> What is expected:
Locate the line that contains "independently. Zero-width matches". Print it and every subsequent line through the final line of the records, exactly and only those.

> The records:
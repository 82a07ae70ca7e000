//! Marking matched substrings for presentational emphasis
//!
//! The renderer produces a markup string in which every matched span is
//! wrapped in `<mark>` tags and every other span is HTML-escaped. Escaping is
//! applied after splitting on match boundaries, never before, so the markers
//! themselves are never mangled and no span is escaped twice.

use crate::core::search::pattern::CompiledPattern;

/// Escape the HTML-significant characters in `text`
fn escape_html(text: &str) -> String {
    let mut escaped = String::with_capacity(text.len());
    for c in text.chars() {
        match c {
            '&' => escaped.push_str("&amp;"),
            '<' => escaped.push_str("&lt;"),
            '>' => escaped.push_str("&gt;"),
            '"' => escaped.push_str("&quot;"),
            '\'' => escaped.push_str("&#39;"),
            _ => escaped.push(c),
        }
    }
    escaped
}

/// Wrap every match of `compiled` in `text` with `<mark>` markers
///
/// With no pattern, or empty text, the result is just the escaped input.
/// Adjacent matches are each wrapped independently. Zero-width matches
/// highlight nothing and are skipped; iteration always terminates.
pub fn highlight(text: &str, compiled: Option<&CompiledPattern>) -> String {
    let Some(compiled) = compiled else {
        return escape_html(text);
    };
    if text.is_empty() {
        return escape_html(text);
    }

    let mut output = String::with_capacity(text.len());
    let mut cursor = 0;
    for m in compiled.regex().find_iter(text) {
        if m.is_empty() {
            continue;
        }
        output.push_str(&escape_html(&text[cursor..m.start()]));
        output.push_str("<mark>");
        output.push_str(&escape_html(m.as_str()));
        output.push_str("</mark>");
        cursor = m.end();
    }
    output.push_str(&escape_html(&text[cursor..]));
    output
}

> Response area:
/// Adjacent matches are each wrapped independently. Zero-width matches
/// highlight nothing and are skipped; iteration always terminates.
pub fn highlight(text: &str, compiled: Option<&CompiledPattern>) -> String {
    let Some(compiled) = compiled else {
        return escape_html(text);
    };
    if text.is_empty() {
        return escape_html(text);
    }

    let mut output = String::with_capacity(text.len());
    let mut cursor = 0;
    for m in compiled.regex().find_iter(text) {
        if m.is_empty() {
            continue;
        }
        output.push_str(&escape_html(&text[cursor..m.start()]));
        output.push_str("<mark>");
        output.push_str(&escape_html(m.as_str()));
        output.push_str("</mark>");
        cursor = m.end();
    }
    output.push_str(&escape_html(&text[cursor..]));
    output
}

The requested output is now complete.